Menendez and the senators Dick Durbin, Patrick Leahy and Cory Booker They will present the TPS bill for Venezuela, which would grant protection to “eligible Venezuelans who are fleeing the dire conditions in their native country and would strengthen the migration systems of neighboring countries to Venezuela,” the text says.
TPS would allow these Venezuelans to legally reside and work in the United States.
The proposal comes less than a week after the previous president, Republican Donald Trump, use his executive power during his last day in office and shield Venezuelans from deportation through another program the Deferred Enforced Departure (DED).

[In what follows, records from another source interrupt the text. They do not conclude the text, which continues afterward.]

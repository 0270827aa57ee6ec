//! Registry DTOs
//!
//! Payloads returned by the remote registry's token and image listing
//! endpoints.

use chrono::{DateTime, Utc};
use serde::{Deserialize, Serialize};

use crate::domain::image::{LATEST_TAG, MASTER_TAG_PREFIX};

/// Anonymous bearer token issued by the registry
#[derive(Debug, Clone, Default, Serialize, Deserialize)]
pub struct RegistryToken {
    #[serde(default)]
    pub token: String,

    #[serde(default)]
    pub access_token: String,

    #[serde(default)]
    pub scope: String,

    #[serde(default)]
    pub expires_in: i64,
}

impl RegistryToken {
    /// The credential to send, preferring `token` over `access_token`
    pub fn bearer(&self) -> &str {
        if self.token.is_empty() {
            &self.access_token
        } else {
            &self.token
        }
    }
}

/// One tag of the runner image family
#[derive(Debug, Clone, PartialEq, Eq, Serialize, Deserialize)]
pub struct RemoteTag {
    #[serde(default)]
    pub repo: String,

    pub tag: String,

    #[serde(default)]
    pub digest: String,

    /// RFC 3339 timestamp, kept raw so one bad entry does not fail the listing
    #[serde(default)]
    pub timestamp: String,
}

impl RemoteTag {
    pub fn created(&self) -> Result<DateTime<Utc>, chrono::ParseError> {
        DateTime::parse_from_rfc3339(&self.timestamp).map(|t| t.with_timezone(&Utc))
    }

    pub fn is_latest(&self) -> bool {
        self.tag == LATEST_TAG
    }

    pub fn is_master(&self) -> bool {
        self.tag.starts_with(MASTER_TAG_PREFIX)
    }
}

/// Response of the image listing endpoint
#[derive(Debug, Clone, Default, Serialize, Deserialize)]
pub struct TagListing {
    #[serde(default)]
    pub tags: Vec<RemoteTag>,
}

The DED also allows the beneficiary to stay and work legally in the US for its duration, which in the case of Trump’s latest decision protects Venezuelans who meet the conditions not to be deported for 18 months, although it is not a condition of specific immigration.
Menéndez, of Cuban origin and very critical of the Government of Nicolás Maduro, noted that “after four years of false promises and deception, no one believes that Donald Trump had a divine revelation on his last day in office and decided to protect the hundreds of thousands of Venezuelans he was forcing to live in the shadows.”
“TPS is based on a statute and is a legal immigration status”, compared to the Deferred Forced Departure program, and that is “why we are relaunching our efforts to concretely support those fleeing the misery caused by the Maduro’s regime, ”he added.
In early January, Florida lawmakers – Democrats DArren Soto and Debbie Wasserman Schultz, and Republican Mario Díaz-Balart- presented a similar proposal in the Lower House.
In the past, US President Joe Biden has promised to grant Venezuelans TPS, and in 2019 the Democrat-held Lower House approved a bipartisan proposal to do so, which was blocked in the Senate. , dominated at that time by the Republicans, despite the support of senators from that party, such as Marco Rubio.
Currently the both houses of Congress and the White House are in the hands of Democrats.
Established by the U.S. Congress through the Immigration Act of 1990, TPS is a temporary, renewable program that provides relief from deportation and access to a work permit for citizens of certain countries who cannot return from safely to their place of origin due to natural disasters, armed conflict or other extraordinary conditions.
Since then, the US has granted TPS to countries such as Honduras and Nicaragua after the devastating Hurricane Mitch in 1998, to El Salvador in the wake of a series of earthquakes in 2001, to Haiti in 2010 for its catastrophic earthquake, and to Sudan in 2014 due to the conflict in South Sudan.